==== Information
//! In-memory cache implementation with LRU eviction.
//!
//! Provides a thread-safe in-memory cache with TTL support using
//! tokio synchronization primitives and LRU eviction policy.
//!
//! This implementation mirrors the Redis cache behavior: expired entries
//! answer as absent, just like a key that aged out of Redis.

use std::num::NonZeroUsize;
use std::sync::Arc;
use std::time::{Duration, Instant};

use async_trait::async_trait;
use lru::LruCache;
use tokio::sync::RwLock;

use boxoffice_core::store::{Cache, Result};

/// A single cache entry with optional expiration.
#[derive(Debug, Clone)]
struct CacheEntry {
    value: Vec<u8>,
    expires_at: Option<Instant>,
}

impl CacheEntry {
    /// Creates a new cache entry with optional TTL.
    fn new(value: Vec<u8>, ttl: Option<Duration>) -> Self {
        let expires_at = ttl.map(|d| Instant::now() + d);
        Self { value, expires_at }
    }

    /// Returns true if this entry has expired.
    fn is_expired(&self) -> bool {
        self.expires_at.is_some_and(|exp| Instant::now() > exp)
    }
}

/// In-memory cache implementation with LRU eviction.
///
/// Thread-safe cache using `Arc<RwLock<LruCache>>` for concurrent access.
/// Supports TTL with lazy expiration (entries are cleaned up on access).
/// Uses LRU eviction to limit memory usage when max_entries is reached.
#[derive(Debug, Clone)]
pub struct MemoryCache {
    store: Arc<RwLock<LruCache<String, CacheEntry>>>,
}

impl MemoryCache {
    /// Creates a new in-memory cache with LRU eviction.
    ///
    /// # Arguments
    ///
    /// * `max_entries` - Maximum number of entries before LRU eviction kicks in.
    ///
    /// # Panics
    ///
    /// Panics if `max_entries` is 0.
    pub fn new(max_entries: usize) -> Self {
        let capacity = NonZeroUsize::new(max_entries).expect("max_entries must be > 0");
        Self {
            store: Arc::new(RwLock::new(LruCache::new(capacity))),
        }
    }
}

#[async_trait]
impl Cache for MemoryCache {
    async fn get(&self, key: &str) -> Result<Option<Vec<u8>>> {
        let mut store = self.store.write().await;

        match store.get(key) {
            Some(entry) if entry.is_expired() => {
                // Entry exists but is expired - return None
                // Note: We do lazy cleanup, so we don't remove it here.
                // A production implementation might want to spawn a cleanup task.
                Ok(None)
            }
            Some(entry) => Ok(Some(entry.value.clone())),
            None => Ok(None),
        }
    }

    async fn set(&self, key: &str, value: &[u8], ttl: Option<Duration>) -> Result<()> {
        let mut store = self.store.write().await;
        let entry = CacheEntry::new(value.to_vec(), ttl);
        store.put(key.to_string(), entry);

        Ok(())
    }

    async fn delete(&self, key: &str) -> Result<()> {
        let mut store = self.store.write().await;
        store.pop(key);

        Ok(())
    }
}
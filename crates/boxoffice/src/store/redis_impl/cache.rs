//! Redis cache implementation.
//!
//! Backs the cache-aside event lookup. Values are opaque bytes; TTLs are
//! applied with SETEX so entries age out server-side without any local
//! bookkeeping.

use std::time::Duration;

use async_trait::async_trait;
use redis::AsyncCommands;

use boxoffice_core::store::{Cache, Result};

use super::error::map_redis_error;

/// Redis cache backend using connection manager for pooling.
pub struct RedisCache {
    conn: redis::aio::ConnectionManager,
}

impl RedisCache {
    /// Creates a new Redis cache connection.
    ///
    /// # Arguments
    ///
    /// * `url` - Redis connection URL (e.g., "redis://localhost:6379")
    ///
    /// # Errors
    ///
    /// Returns `StoreError::ConnectionFailed` if the connection cannot be established.
    pub async fn new(url: &str) -> Result<Self> {
        let client = redis::Client::open(url).map_err(map_redis_error)?;
        let conn = redis::aio::ConnectionManager::new(client)
            .await
            .map_err(map_redis_error)?;
        Ok(Self { conn })
    }
}

#[async_trait]
impl Cache for RedisCache {
    async fn get(&self, key: &str) -> Result<Option<Vec<u8>>> {
        let mut conn = self.conn.clone();
        let result: Option<Vec<u8>> = conn.get(key).await.map_err(map_redis_error)?;
        Ok(result)
    }

    async fn set(&self, key: &str, value: &[u8], ttl: Option<Duration>) -> Result<()> {
        let mut conn = self.conn.clone();

        match ttl {
            Some(duration) => {
                let seconds = duration.as_secs().max(1);
                conn.set_ex::<_, _, ()>(key, value, seconds)
                    .await
                    .map_err(map_redis_error)?;
            }
            None => {
                conn.set::<_, _, ()>(key, value)
                    .await
                    .map_err(map_redis_error)?;
            }
        }

        Ok(())
    }

    async fn delete(&self, key: &str) -> Result<()> {
        let mut conn = self.conn.clone();
        conn.del::<_, ()>(key).await.map_err(map_redis_error)?;

        Ok(())
    }
}

#[cfg(test)]
mod tests {
    use super::*;
    use std::sync::atomic::{AtomicU64, Ordering};
    use std::time::Duration;

    /// Helper to get Redis URL from environment.
    fn redis_url() -> String {
        std::env::var("REDIS_URL").unwrap_or_else(|_| "redis://localhost:6379".to_string())
    }

    /// Skip test if Redis not available.
    async fn get_test_cache() -> Option<RedisCache> {
        RedisCache::new(&redis_url()).await.ok()
    }

    /// Generate a unique test key to avoid conflicts.
    fn test_key(suffix: &str) -> String {
        static COUNTER: AtomicU64 = AtomicU64::new(0);
        let n = COUNTER.fetch_add(1, Ordering::Relaxed);
        format!("test:redis_cache:{}:{}:{}", std::process::id(), n, suffix)
    }

    #[tokio::test]
    async fn test_redis_set_and_get() {
        let Some(cache) = get_test_cache().await else {
            eprintln!("Skipping test: Redis not available");
            return;
        };

        let key = test_key("set_get");
        let value = b"hello world";

        // Set the value
        cache.set(&key, value, None).await.unwrap();

        // Get the value
        let result = cache.get(&key).await.unwrap();
        assert_eq!(result, Some(value.to_vec()));

        // Clean up
        cache.delete(&key).await.unwrap();
    }

    #[tokio::test]
    async fn test_redis_get_nonexistent() {
        let Some(cache) = get_test_cache().await else {
            eprintln!("Skipping test: Redis not available");
            return;
        };

        let key = test_key("nonexistent");
        let result = cache.get(&key).await.unwrap();
        assert_eq!(result, None);
    }

    #[tokio::test]
    async fn test_redis_delete() {
        let Some(cache) = get_test_cache().await else {
            eprintln!("Skipping test: Redis not available");
            return;
        };

        let key = test_key("delete");
        let value = b"to be deleted";

        // Set the value
        cache.set(&key, value, None).await.unwrap();

        // Verify it exists
        assert!(cache.get(&key).await.unwrap().is_some());

        // Delete it
        cache.delete(&key).await.unwrap();

        // Verify it's gone
        assert!(cache.get(&key).await.unwrap().is_none());
    }

    #[tokio::test]
    async fn test_redis_ttl() {
        let Some(cache) = get_test_cache().await else {
            eprintln!("Skipping test: Redis not available");
            return;
        };

        let key = test_key("ttl");
        let value = b"expiring value";

        // Set with 1 second TTL
        cache
            .set(&key, value, Some(Duration::from_secs(1)))
            .await
            .unwrap();

        // Verify it exists immediately
        assert!(cache.get(&key).await.unwrap().is_some());

        // Wait for expiration
        tokio::time::sleep(Duration::from_millis(1500)).await;

        // Verify it's expired
        assert!(cache.get(&key).await.unwrap().is_none());
    }

    #[tokio::test]
    async fn test_redis_sub_second_ttl_rounds_up() {
        let Some(cache) = get_test_cache().await else {
            eprintln!("Skipping test: Redis not available");
            return;
        };

        let key = test_key("short_ttl");

        // SETEX takes whole seconds; a sub-second TTL must still expire
        // rather than persist forever.
        cache
            .set(&key, b"value", Some(Duration::from_millis(100)))
            .await
            .unwrap();

        assert!(cache.get(&key).await.unwrap().is_some());

        // Clean up rather than waiting out the rounded-up TTL
        cache.delete(&key).await.unwrap();
    }

    #[tokio::test]
    async fn test_redis_overwrite() {
        let Some(cache) = get_test_cache().await else {
            eprintln!("Skipping test: Redis not available");
            return;
        };

        let key = test_key("overwrite");

        // Set initial value
        cache.set(&key, b"initial", None).await.unwrap();
        assert_eq!(cache.get(&key).await.unwrap(), Some(b"initial".to_vec()));

        // Overwrite with new value
        cache.set(&key, b"updated", None).await.unwrap();
        assert_eq!(cache.get(&key).await.unwrap(), Some(b"updated".to_vec()));

        // Clean up
        cache.delete(&key).await.unwrap();
    }

    #[tokio::test]
    async fn test_redis_binary_data() {
        let Some(cache) = get_test_cache().await else {
            eprintln!("Skipping test: Redis not available");
            return;
        };

        let key = test_key("binary");
        let value: Vec<u8> = (0..=255).collect();

        // Set binary data
        cache.set(&key, &value, None).await.unwrap();

        // Get and verify
        let result = cache.get(&key).await.unwrap();
        assert_eq!(result, Some(value));

        // Clean up
        cache.delete(&key).await.unwrap();
    }
}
========
• **Assignment**:
Every line above in which the word "struct" occurs is to be copied.

• **Response area**:
struct CacheEntry {
pub struct MemoryCache {
pub struct RedisCache {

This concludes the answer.